--- EXCERPTED RECORDS ---

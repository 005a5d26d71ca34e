//! `execute_custom_command` MCP tool handler.
//!
//! Escape hatch for commands without a dedicated tool. The command must
//! pass the admission gate before it reaches the debugger.

use std::sync::Arc;

use rmcp::handler::server::tool::ToolCallContext;
use rmcp::model::CallToolResult;
use tracing::{info, info_span, Instrument};

use crate::mcp::handler::{AppState, PwndbgServer};
use crate::mcp::tools::util::{
    parse_args, rejection_text, run_command, session_error_text, text_result,
};
use crate::policy::gate::CommandGate;

/// Input parameters for `execute_custom_command`.
#[derive(Debug, serde::Deserialize)]
struct CustomCommandInput {
    /// Free-form debugger command.
    #[serde(default)]
    command: String,
}

/// Gate and run a free-form command, returning the rendered output.
pub async fn run_custom_command(state: &AppState, command: &str) -> String {
    if let Err(rejection) = CommandGate::validate(command, &state.policy) {
        return rejection_text(&rejection, &state.policy);
    }

    info!(command, "running custom command");
    match run_command(state, command).await {
        Ok(output) => format!("Custom command executed: {command}\n\n{output}"),
        Err(err) => session_error_text(&err),
    }
}

/// Handle the `execute_custom_command` tool call.
///
/// # Errors
///
/// Returns `rmcp::ErrorData::invalid_params` if the arguments are malformed.
pub async fn handle(
    context: ToolCallContext<'_, PwndbgServer>,
) -> Result<CallToolResult, rmcp::ErrorData> {
    let state = Arc::clone(context.service.state());
    let input: CustomCommandInput = parse_args("execute_custom_command", context.arguments)?;

    let span = info_span!("execute_custom_command");
    let text = run_custom_command(&state, &input.command)
        .instrument(span)
        .await;
    Ok(text_result(text))
}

---

• ACTIVITY
Return all lines from the data above with "async" in them.

• COMPLETED EXERCISE
pub async fn run_custom_command(state: &AppState, command: &str) -> String {
pub async fn handle(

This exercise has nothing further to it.